Reputation: 2492
I'd like to write an API that reads from a CSV on disk (with x, y coordinates) and outputs them in JSON format to be rendered by a web front end. The issue is that there are lots of data points (order of 30k) and so going from numpy arrays of x and y into JSON is really slow.
This is my current function to get the data in JSON format. Is there any way to speed this up? It seems very redundant to have such a large data structure for each 2d point.
def to_json(xdata, ydata):
data = []
for x, y in zip(xdata, ydata):
data.append({"x": x, "y": y})
return data
Upvotes: 1
Views: 1675
Reputation:
You could use list comprehension like:
def to_json(xdata, ydata):
return [{"x": x, "y": y} for x, y in zip(xdata, ydata)]
Eliminates use of unnessacary variable, and is cleaner.
You can also use generators like:
def to_json(xdata, ydata):
return ({"x": x, "y": y} for x, y in zip(xdata, ydata))
They're created super fast and are light on the system, use little to no memory. This last's until you do something like convert it to a list.
Since the objects are just x-y co-ordinates i'd use a generator object with x-y tuples - which are also created faster - like so:
def to_json(xdata, ydata):
return ((x,y) for x, y in zip(xdata, ydata))
Edit: You could replace the tuples with lists []

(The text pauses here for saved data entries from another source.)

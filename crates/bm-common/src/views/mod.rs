//! Read models derived from the normalized resource list.

pub mod dashboard;
pub mod directory;
pub mod interviews;
pub mod requirements;
pub mod soft_blocks;
pub mod weekly;
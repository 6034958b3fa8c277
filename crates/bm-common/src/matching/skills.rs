use crate::model::Skill;

#[derive(Debug, Clone, PartialEq)]
pub struct SkillOverlap {
    /// Lowercased required-skill names found on the resource, in requirement order.
    pub matched: Vec<String>,
    /// Lowercased required-skill names the resource lacks, in requirement order.
    pub gaps: Vec<String>,
}

impl SkillOverlap {
    pub fn required_count(&self) -> usize {
        self.matched.len() + self.gaps.len()
    }

    /// Share of required skills covered. Zero when nothing is required.
    pub fn ratio(&self) -> f64 {
        let total = self.required_count();
        if total == 0 {
            0.0
        } else {
            self.matched.len() as f64 / total as f64
        }
    }
}

/// Trimmed, lowercased names. Blank names are skipped; an empty string
/// would otherwise be contained in every other name.
pub fn lowercase_names(skills: &[Skill]) -> Vec<String> {
    skills
        .iter()
        .map(|skill| skill.name.trim().to_lowercase())
        .filter(|name| !name.is_empty())
        .collect()
}

/// Loose name test: either lowercased name contains the other.
///
/// Tolerates naming variants ("react" vs "react.js") at the cost of false
/// positives ("java" vs "javascript").
pub fn loosely_matches(resource_skill: &str, required_skill: &str) -> bool {
    resource_skill.contains(required_skill) || required_skill.contains(resource_skill)
}

pub fn skill_overlap(resource_skills: &[Skill], required_skills: &[Skill]) -> SkillOverlap {
    let held = lowercase_names(resource_skills);

    let (matched, gaps): (Vec<String>, Vec<String>) = lowercase_names(required_skills)
        .into_iter()
        .partition(|required| held.iter().any(|rs| loosely_matches(rs, required)));

    SkillOverlap { matched, gaps }
}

, theyre valid JSON arrays.
Upvotes: 1
Reputation: 3682
Your method seems reasonable enough. Here are a few changes I might make to it. The itertools module has lots of handy tools that can make your life easier. I used izip, which you can read up on here
import json
from itertools import izip
def to_json(xdata, ydata):
data = []
for x, y in izip(xdata, ydata): # using izip is more memory efficient
data.append({"x": x, "y": y})
return json.dumps(data) # convert that list into json
Upvotes: 0